## What you should do
Copy each line of the data that has "EdgeConnection" in it.

※

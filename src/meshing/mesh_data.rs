//! Mesh data assembly
//!
//! [`MeshData`] accumulates the vertices and triangles the generator emits,
//! keeping the renderable mesh separate from the out-of-mesh skirt that only
//! exists to feed border normals. `into_mesh` bakes normals (or flat-shades)
//! and produces the final [`TerrainMesh`].

use glam::{Vec2, Vec3};

use super::{expected_triangle_count, expected_vertex_count};

/// Interleaved GPU-ready vertex layout.
#[repr(C)]
#[derive(Debug, Clone, Copy, PartialEq, bytemuck::Pod, bytemuck::Zeroable)]
pub struct Vertex {
    pub position: [f32; 3],
    pub normal: [f32; 3],
    pub uv: [f32; 2],
}

/// Finished terrain mesh for one (chunk, lod) pair.
///
/// Positions are local to the chunk center; the renderer translates by the
/// chunk's world position. `normals` is `None` exactly when the mesh was
/// flat-shaded (every triangle owns three unique vertices).
#[derive(Debug, Clone)]
pub struct TerrainMesh {
    pub positions: Vec<Vec3>,
    pub uvs: Vec<Vec2>,
    pub indices: Vec<u32>,
    pub normals: Option<Vec<Vec3>>,
}

impl TerrainMesh {
    pub fn vertex_count(&self) -> usize {
        self.positions.len()
    }

    pub fn triangle_count(&self) -> usize {
        self.indices.len() / 3
    }

    /// Assemble the interleaved vertex buffer. Flat-shaded meshes get their
    /// per-face normals computed here, since each triangle owns its vertices.
    pub fn vertex_buffer(&self) -> Vec<Vertex> {
        let normals = match &self.normals {
            Some(normals) => normals.clone(),
            None => self.face_normals(),
        };
        self.positions
            .iter()
            .zip(&normals)
            .zip(&self.uvs)
            .map(|((position, normal), uv)| Vertex {
                position: position.to_array(),
                normal: normal.to_array(),
                uv: uv.to_array(),
            })
            .collect()
    }

    fn face_normals(&self) -> Vec<Vec3> {
        let mut normals = vec![Vec3::ZERO; self.positions.len()];
        for triangle in self.indices.chunks_exact(3) {
            let (a, b, c) = (
                triangle[0] as usize,
                triangle[1] as usize,
                triangle[2] as usize,
            );
            let normal = (self.positions[b] - self.positions[a])
                .cross(self.positions[c] - self.positions[a])
                .normalize_or_zero();
            normals[a] = normal;
            normals[b] = normal;
            normals[c] = normal;
        }
        normals
    }
}

/// Seam bookkeeping for one edge-connection vertex: which two main vertices
/// bracket it and how far along it sits.
pub(crate) struct EdgeConnection {
    pub vertex_index: i32,
    pub main_vertex_a: i32,
    pub main_vertex_b: i32,
    pub dst_percent_a_to_b: f32,
}

/// Accumulator the mesh generator writes into.
///
/// Negative vertex indices address the out-of-mesh skirt; triangles touching
/// it are routed to a side buffer used only during normal accumulation.
pub(crate) struct MeshData {
    flat_shading: bool,
    vertices: Vec<Vec3>,
    uvs: Vec<Vec2>,
    triangles: Vec<u32>,
    out_of_mesh_vertices: Vec<Vec3>,
    out_of_mesh_triangles: Vec<i32>,
    edge_connections: Vec<EdgeConnection>,
}

impl MeshData {
    pub fn new(num_verts_per_line: u32, lod: u32, flat_shading: bool) -> Self {
        let n = num_verts_per_line;
        let num_vertices = expected_vertex_count(n, lod);
        let num_triangles = expected_triangle_count(n, lod);

        Self {
            flat_shading,
            vertices: vec![Vec3::ZERO; num_vertices],
            uvs: vec![Vec2::ZERO; num_vertices],
            triangles: Vec::with_capacity(num_triangles * 3),
            out_of_mesh_vertices: vec![Vec3::ZERO; (n * 4 - 4) as usize],
            out_of_mesh_triangles: Vec::with_capacity((24 * (n - 2)) as usize),
            edge_connections: Vec::new(),
        }
    }

    pub fn add_vertex(&mut self, position: Vec3, uv: Vec2, vertex_index: i32) {
        if vertex_index < 0 {
            self.out_of_mesh_vertices[(-vertex_index - 1) as usize] = position;
        } else {
            self.vertices[vertex_index as usize] = position;
            self.uvs[vertex_index as usize] = uv;
        }
    }

    pub fn add_triangle(&mut self, a: i32, b: i32, c: i32) {
        if a < 0 || b < 0 || c < 0 {
            self.out_of_mesh_triangles.extend([a, b, c]);
        } else {
            self.triangles.extend([a as u32, b as u32, c as u32]);
        }
    }

    pub fn declare_edge_connection(&mut self, edge: EdgeConnection) {
        self.edge_connections.push(edge);
    }

    /// Finalize: flat-shade or bake smooth normals and stitch the seams.
    pub fn into_mesh(mut self) -> TerrainMesh {
        if self.flat_shading {
            self.flat_shade();
            TerrainMesh {
                positions: self.vertices,
                uvs: self.uvs,
                indices: self.triangles,
                normals: None,
            }
        } else {
            let mut normals = self.calculate_normals();
            self.stitch_edge_connection_normals(&mut normals);
            TerrainMesh {
                positions: self.vertices,
                uvs: self.uvs,
                indices: self.triangles,
                normals: Some(normals),
            }
        }
    }

    fn point(&self, index: i32) -> Vec3 {
        if index < 0 {
            self.out_of_mesh_vertices[(-index - 1) as usize]
        } else {
            self.vertices[index as usize]
        }
    }

    /// Accumulate unnormalized face normals over renderable and out-of-mesh
    /// triangles, then normalize per vertex. Out-of-mesh contributions keep
    /// border normals consistent with the geometry just outside the chunk.
    fn calculate_normals(&self) -> Vec<Vec3> {
        let mut normals = vec![Vec3::ZERO; self.vertices.len()];

        for triangle in self.triangles.chunks_exact(3) {
            let (a, b, c) = (
                triangle[0] as usize,
                triangle[1] as usize,
                triangle[2] as usize,
            );
            let normal = (self.vertices[b] - self.vertices[a])
                .cross(self.vertices[c] - self.vertices[a]);
            normals[a] += normal;
            normals[b] += normal;
            normals[c] += normal;
        }

        for triangle in self.out_of_mesh_triangles.chunks_exact(3) {
            let normal = (self.point(triangle[1]) - self.point(triangle[0]))
                .cross(self.point(triangle[2]) - self.point(triangle[0]));
            for &index in triangle {
                if index >= 0 {
                    normals[index as usize] += normal;
                }
            }
        }

        for normal in &mut normals {
            *normal = normal.normalize_or_zero();
        }
        normals
    }

    /// Replace each edge-connection vertex's normal with the interpolation of
    /// its bracketing main vertices' normals, so shading stays smooth across
    /// the stitch. An out-of-range index here is a generator bug: reported
    /// and skipped, never fatal.
    fn stitch_edge_connection_normals(&self, normals: &mut [Vec3]) {
        let len = normals.len() as i32;
        for edge in &self.edge_connections {
            let in_range = (0..len).contains(&edge.vertex_index)
                && (0..len).contains(&edge.main_vertex_a)
                && (0..len).contains(&edge.main_vertex_b);
            if !in_range {
                log::warn!(
                    "edge connection vertex {} references main vertices {}/{} outside buffer of {}; skipping",
                    edge.vertex_index,
                    edge.main_vertex_a,
                    edge.main_vertex_b,
                    len
                );
                continue;
            }
            let normal_a = normals[edge.main_vertex_a as usize];
            let normal_b = normals[edge.main_vertex_b as usize];
            normals[edge.vertex_index as usize] =
                normal_a * (1.0 - edge.dst_percent_a_to_b) + normal_b * edge.dst_percent_a_to_b;
        }
    }

    /// Expand the buffers so every triangle owns three unique vertices and
    /// renumber the indices sequentially.
    fn flat_shade(&mut self) {
        let mut flat_vertices = Vec::with_capacity(self.triangles.len());
        let mut flat_uvs = Vec::with_capacity(self.triangles.len());
        for (i, index) in self.triangles.iter_mut().enumerate() {
            flat_vertices.push(self.vertices[*index as usize]);
            flat_uvs.push(self.uvs[*index as usize]);
            *index = i as u32;
        }
        self.vertices = flat_vertices;
        self.uvs = flat_uvs;
    }
}
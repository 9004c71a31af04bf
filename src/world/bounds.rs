//! Chunk footprint bounds

use glam::Vec2;

/// Axis-aligned rectangle, used as a chunk's world-space footprint.
///
/// Distance queries measure to the rectangle itself: zero anywhere inside,
/// edge-normal distance beside it, corner distance diagonally past it.
#[derive(Debug, Clone, Copy, PartialEq)]
pub struct Bounds2 {
    pub center: Vec2,
    pub extents: Vec2,
}

impl Bounds2 {
    pub fn new(center: Vec2, size: Vec2) -> Self {
        Self {
            center,
            extents: size / 2.0,
        }
    }

    /// Squared distance from `point` to the rectangle, zero inside it.
    pub fn sqr_distance(&self, point: Vec2) -> f32 {
        let delta = ((point - self.center).abs() - self.extents).max(Vec2::ZERO);
        delta.length_squared()
    }

    pub fn distance(&self, point: Vec2) -> f32 {
        self.sqr_distance(point).sqrt()
    }
}
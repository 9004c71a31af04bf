//! Error handling for the terrain system
//!
//! Configuration problems are fatal at startup: `TerrainConfig::validate`
//! reports them before any chunk or mesh work begins, and nothing downstream
//! clamps or repairs a bad value. Generation itself is infallible once the
//! configuration has been accepted.

/// Result alias used throughout the crate
pub type TerrainResult<T> = Result<T, TerrainError>;

/// Terrain configuration and setup errors
#[derive(Debug, thiserror::Error)]
pub enum TerrainError {
    #[error("detail level list is empty")]
    EmptyDetailLevels,

    #[error("lod {lod} at detail level {index} exceeds the supported maximum {max}")]
    UnsupportedLod { index: usize, lod: u32, max: u32 },

    #[error("detail levels must be strictly increasing in lod and distance at entry {index}")]
    NonMonotonicDetailLevels { index: usize },

    #[error("visible distance threshold {threshold} at detail level {index} is not positive")]
    InvalidDistanceThreshold { index: usize, threshold: f32 },

    #[error("collider lod index {index} is out of range for {num_levels} detail levels")]
    ColliderLodOutOfRange { index: usize, num_levels: usize },

    #[error("num_verts_per_line {num_verts_per_line} leaves no interior vertices (minimum is {min})")]
    VertsPerLineTooSmall { num_verts_per_line: u32, min: u32 },

    #[error(
        "num_verts_per_line {num_verts_per_line} is incompatible with lod {lod}: \
         {num_verts_per_line} - 5 is not divisible by its stride {skip_increment}"
    )]
    StrideMismatch {
        num_verts_per_line: u32,
        lod: u32,
        skip_increment: u32,
    },

    #[error("mesh scale {mesh_scale} is not positive")]
    InvalidMeshScale { mesh_scale: f32 },

    #[error("invalid noise settings: {reason}")]
    InvalidNoiseSettings { reason: String },

    #[error("height curve needs at least one keyframe, got {num_keys}")]
    DegenerateHeightCurve { num_keys: usize },

    #[error("failed to build worker pool: {error}")]
    SchedulerInit { error: String },

    #[error("failed to read config file {path}: {source}")]
    ConfigIo {
        path: String,
        #[source]
        source: std::io::Error,
    },

    #[error("failed to parse config file {path}: {source}")]
    ConfigParse {
        path: String,
        #[source]
        source: toml::de::Error,
    },
}
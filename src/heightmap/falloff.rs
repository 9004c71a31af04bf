//! Square falloff map
//!
//! Fades heights toward zero near the map border so a single patch reads as
//! an island. Streaming grids leave this off; it only makes sense for a
//! standalone map.

/// Generate a row-major `size x size` falloff grid in `[0, 1]`, zero at the
/// center and one at the border.
pub fn generate_falloff_map(size: usize) -> Vec<f32> {
    let mut values = vec![0.0_f32; size * size];
    for y in 0..size {
        for x in 0..size {
            let sample_x = x as f32 / size as f32 * 2.0 - 1.0;
            let sample_y = y as f32 / size as f32 * 2.0 - 1.0;
            let value = sample_x.abs().max(sample_y.abs());
            values[y * size + x] = falloff_curve(value);
        }
    }
    values
}

fn falloff_curve(value: f32) -> f32 {
    const A: f32 = 3.0;
    const B: f32 = 2.2;
    let num = value.powf(A);
    num / (num + (B - B * value).powf(A))
}
//! Reconstruction of a self-sufficient create command for `--new` units.
//!
//! The recorded create command cannot cover every corner case — a container
//! may have been created through a script that never passed through the CLI,
//! so the rewrite is best-effort and users must review the generated file.

use crate::descriptor::UnitDescriptor;
use crate::error::{GenerateError, Result};
use crate::escape::{escape_arg, escape_args};

/// Flags the classifier recognizes in a recorded create command.
#[derive(Debug, Default, PartialEq, Eq)]
pub(crate) struct RecognizedFlags {
    /// Value of `-d`/`--detach`, if the flag is present.
    pub detach: Option<bool>,
    /// Value of `--name`, if the flag is present.
    pub name: Option<String>,
    /// Value of `--replace`, if the flag is present.
    pub replace: Option<bool>,
    /// Values of every `-e`/`--env` occurrence in the flag region.
    pub envs: Vec<String>,
    /// Value of `--sdnotify`, if the flag is present.
    pub sdnotify: Option<String>,
}

/// Result of classifying the tokens that follow the run/create subcommand.
///
/// Classification never mutates or reorders tokens; it answers presence and
/// value questions and reports where the positional arguments begin. The
/// untouched tokens stay with the caller.
#[derive(Debug)]
pub(crate) struct ClassifiedCommand {
    /// Recognized flags and their values.
    pub flags: RecognizedFlags,
    /// Number of trailing positional tokens (image and container command).
    pub positional_count: usize,
}

/// `pflag`-style boolean values. Anything unparseable counts as true so a
/// present flag is never mistaken for an absent one.
fn parse_bool(value: &str) -> bool {
    !matches!(value, "false" | "FALSE" | "False" | "f" | "F" | "0")
}

/// Classifies create-command tokens with a flag-tolerant parser.
///
/// Unknown flags are skipped, not rejected: an unknown flag, long or short,
/// without an `=` consumes a following non-dash token as its value.
/// Interspersing is off, so the first non-flag token ends the flag region
/// and everything after it is positional.
pub(crate) fn classify(tokens: &[String]) -> ClassifiedCommand {
    let mut flags = RecognizedFlags::default();
    let mut i = 0;
    while i < tokens.len() {
        let token = tokens[i].as_str();
        if token == "--" {
            i += 1;
            break;
        }
        if let Some(body) = token.strip_prefix("--") {
            let (name, value) = match body.split_once('=') {
                Some((name, value)) => (name, Some(value.to_owned())),
                None => (body, None),
            };
            match name {
                "detach" => flags.detach = Some(value.as_deref().map_or(true, parse_bool)),
                "replace" => flags.replace = Some(value.as_deref().map_or(true, parse_bool)),
                "name" | "env" | "sdnotify" => {
                    let value = if value.is_some() {
                        value
                    } else if let Some(next) = tokens.get(i + 1) {
                        i += 1;
                        Some(next.clone())
                    } else {
                        None
                    };
                    if let Some(value) = value {
                        match name {
                            "name" => flags.name = Some(value),
                            "env" => flags.envs.push(value),
                            _ => flags.sdnotify = Some(value),
                        }
                    }
                }
                _ => {
                    if value.is_none()
                        && tokens.get(i + 1).is_some_and(|next| !next.starts_with('-'))
                    {
                        i += 1;
                    }
                }
            }
            i += 1;
        } else if token.len() > 1 && token.starts_with('-') {
            let body = &token[1..];
            if let Some((cluster, value)) = body.split_once('=') {
                // `=<value>` binds to the leading flag character; the rest
                // of the cluster is ignored.
                match cluster.chars().next() {
                    Some('d') => flags.detach = Some(parse_bool(value)),
                    Some('e') => flags.envs.push(value.to_owned()),
                    _ => {}
                }
            } else {
                let mut consumed_value = false;
                let mut unknown = false;
                for (idx, c) in body.char_indices() {
                    match c {
                        'd' => flags.detach = Some(true),
                        'e' => {
                            let rest = &body[idx + 1..];
                            if rest.is_empty() {
                                if let Some(next) = tokens.get(i + 1) {
                                    flags.envs.push(next.clone());
                                    i += 1;
                                    consumed_value = true;
                                }
                            } else {
                                flags.envs.push(rest.to_owned());
                            }
                            break;
                        }
                        _ => unknown = true,
                    }
                }
                // An unknown shorthand takes a separate value, same as an
                // unknown long flag.
                if unknown
                    && !consumed_value
                    && tokens.get(i + 1).is_some_and(|next| !next.starts_with('-'))
                {
                    i += 1;
                }
            }
            i += 1;
        } else {
            break;
        }
    }
    ClassifiedCommand {
        flags,
        positional_count: tokens.len() - i,
    }
}

/// Removes the given value-taking flags from the flag region of `tokens`,
/// leaving the trailing `positional_count` tokens untouched.
fn filter_flags(tokens: &[String], positional_count: usize, flags: &[&str]) -> Vec<String> {
    let boundary = tokens.len() - positional_count;
    let mut processed = Vec::with_capacity(tokens.len());
    let mut i = 0;
    while i < boundary {
        let token = tokens[i].as_str();
        if flags.contains(&token) {
            // Skip the flag and its value.
            i += 2;
            continue;
        }
        if flags
            .iter()
            .any(|flag| token.strip_prefix(flag).is_some_and(|rest| rest.starts_with('=')))
        {
            i += 1;
            continue;
        }
        processed.push(tokens[i].clone());
        i += 1;
    }
    processed.extend(tokens[boundary..].iter().cloned());
    processed
}

/// Strips pod-membership flags; membership is re-expressed through the
/// pod's ID-file placeholder.
pub(crate) fn filter_pod_flags(tokens: &[String], positional_count: usize) -> Vec<String> {
    filter_flags(tokens, positional_count, &["--pod", "--pod-id-file"])
}

/// Strips the flags the rewritten prefix re-specifies.
pub(crate) fn filter_common_flags(tokens: &[String], positional_count: usize) -> Vec<String> {
    filter_flags(
        tokens,
        positional_count,
        &["--conmon-pidfile", "--cidfile", "--cgroups"],
    )
}

/// Removes exact matches of `arg` from the flag region of `tokens`.
fn remove_arg(arg: &str, tokens: &[String], positional_count: usize) -> Vec<String> {
    let boundary = tokens.len() - positional_count;
    let mut processed: Vec<String> = tokens[..boundary]
        .iter()
        .filter(|token| token.as_str() != arg)
        .cloned()
        .collect();
    processed.extend(tokens[boundary..].iter().cloned());
    processed
}

/// Removes an explicit `--detach=false` or `-d=false`, which would
/// otherwise override the enforced `-d`.
fn remove_detach_arg(tokens: &[String], positional_count: usize) -> Vec<String> {
    let tokens = remove_arg("--detach=false", tokens, positional_count);
    remove_arg("-d=false", &tokens, positional_count)
}

/// Removes an explicit `--replace=false`, which would otherwise override
/// the enforced `--replace`.
fn remove_replace_arg(tokens: &[String], positional_count: usize) -> Vec<String> {
    remove_arg("--replace=false", tokens, positional_count)
}

/// Rebuilds the container's create command into the `ExecStart` command of
/// a self-sufficient unit and pins `--env NAME` references into the
/// descriptor's environment entries.
///
/// # Errors
///
/// Fails with [`GenerateError::InvalidCreateCommand`] if the recorded
/// command contains no `run` or `create` subcommand.
pub(crate) fn rewrite_create_command(descriptor: &mut UnitDescriptor<'_>) -> Result<String> {
    // The first run/create token splits the command: everything before it
    // (excluding the program name) is root flags, preserved ahead of the
    // rewritten subcommand.
    let index = descriptor
        .create_command
        .iter()
        .position(|token| token == "run" || token == "create")
        .map(|position| position + 1)
        .ok_or_else(|| GenerateError::InvalidCreateCommand {
            command: descriptor.create_command.clone(),
        })?;

    let mut start_command = vec![descriptor.executable.clone()];
    if index > 2 {
        start_command.extend(descriptor.create_command[1..index - 1].iter().cloned());
    }
    start_command.extend([
        "run".to_owned(),
        "--cidfile={{container_id_file}}".to_owned(),
        "--cgroups=no-conmon".to_owned(),
        "--rm".to_owned(),
    ]);

    let mut remaining: Vec<String> = descriptor.create_command[index..].to_vec();
    let classified = classify(&remaining);
    let positional_count = classified.positional_count;

    remaining = filter_common_flags(&remaining, positional_count);

    if descriptor.pod.is_some() {
        start_command.push("--pod-id-file".to_owned());
        start_command.push("{{pod_id_file}}".to_owned());
        remaining = filter_pod_flags(&remaining, positional_count);
    }

    // Route readiness notification through conmon unless the command
    // already chose a mechanism.
    if classified.flags.sdnotify.is_none() {
        start_command.push("--sdnotify=conmon".to_owned());
    }

    // The unit must never start an attached container; systemd would block
    // on `run` until the stop timeout fires.
    if classified.flags.detach != Some(true) {
        start_command.push("-d".to_owned());
        if classified.flags.detach == Some(false) {
            remaining = remove_detach_arg(&remaining, positional_count);
        }
    }

    // Enforce --replace for named containers so the unit can start even
    // when a crash left the previous container behind.
    if classified.flags.name.is_some() && classified.flags.replace != Some(true) {
        start_command.push("--replace".to_owned());
        if classified.flags.replace == Some(false) {
            remaining = remove_replace_arg(&remaining, positional_count);
        }
    }

    // `--env NAME` without a value reads the surrounding environment at run
    // time; pin the recorded value into the unit instead. Names absent from
    // the recorded environment are skipped, the container may set them
    // another way.
    let container_env = descriptor.container_env;
    for env in &classified.flags.envs {
        if env.contains('=') {
            continue;
        }
        if let Some((key, value)) = container_env.iter().find(|(key, _)| key == env) {
            descriptor
                .extra_envs
                .push(escape_arg(&format!("{key}={value}")));
        }
    }

    start_command.extend(remaining);
    Ok(escape_args(&start_command).join(" "))
}
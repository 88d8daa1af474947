//! CLI command definitions and dispatch.

pub mod generate;

use clap::{Parser, Subcommand};

/// Cradle — generate systemd units for containers.
#[derive(Parser, Debug)]
#[command(name = "cradle", version, about, long_about = None)]
pub struct Cli {
    /// Subcommand to execute.
    #[command(subcommand)]
    pub command: Command,
}

/// Available CLI subcommands.
#[derive(Subcommand, Debug)]
pub enum Command {
    /// Generate a systemd unit from container metadata.
    Generate(generate::GenerateArgs),
}

/// Dispatches the parsed CLI command to its handler.
///
/// # Errors
///
/// Returns an error if the command execution fails.
pub fn execute(cli: Cli) -> anyhow::Result<()> {
    match cli.command {
        Command::Generate(args) => generate::execute(args),
    }
}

※

## Exercise response
pub(crate) struct EdgeConnection {
    edge_connections: Vec<EdgeConnection>,
    pub fn declare_edge_connection(&mut self, edge: EdgeConnection) {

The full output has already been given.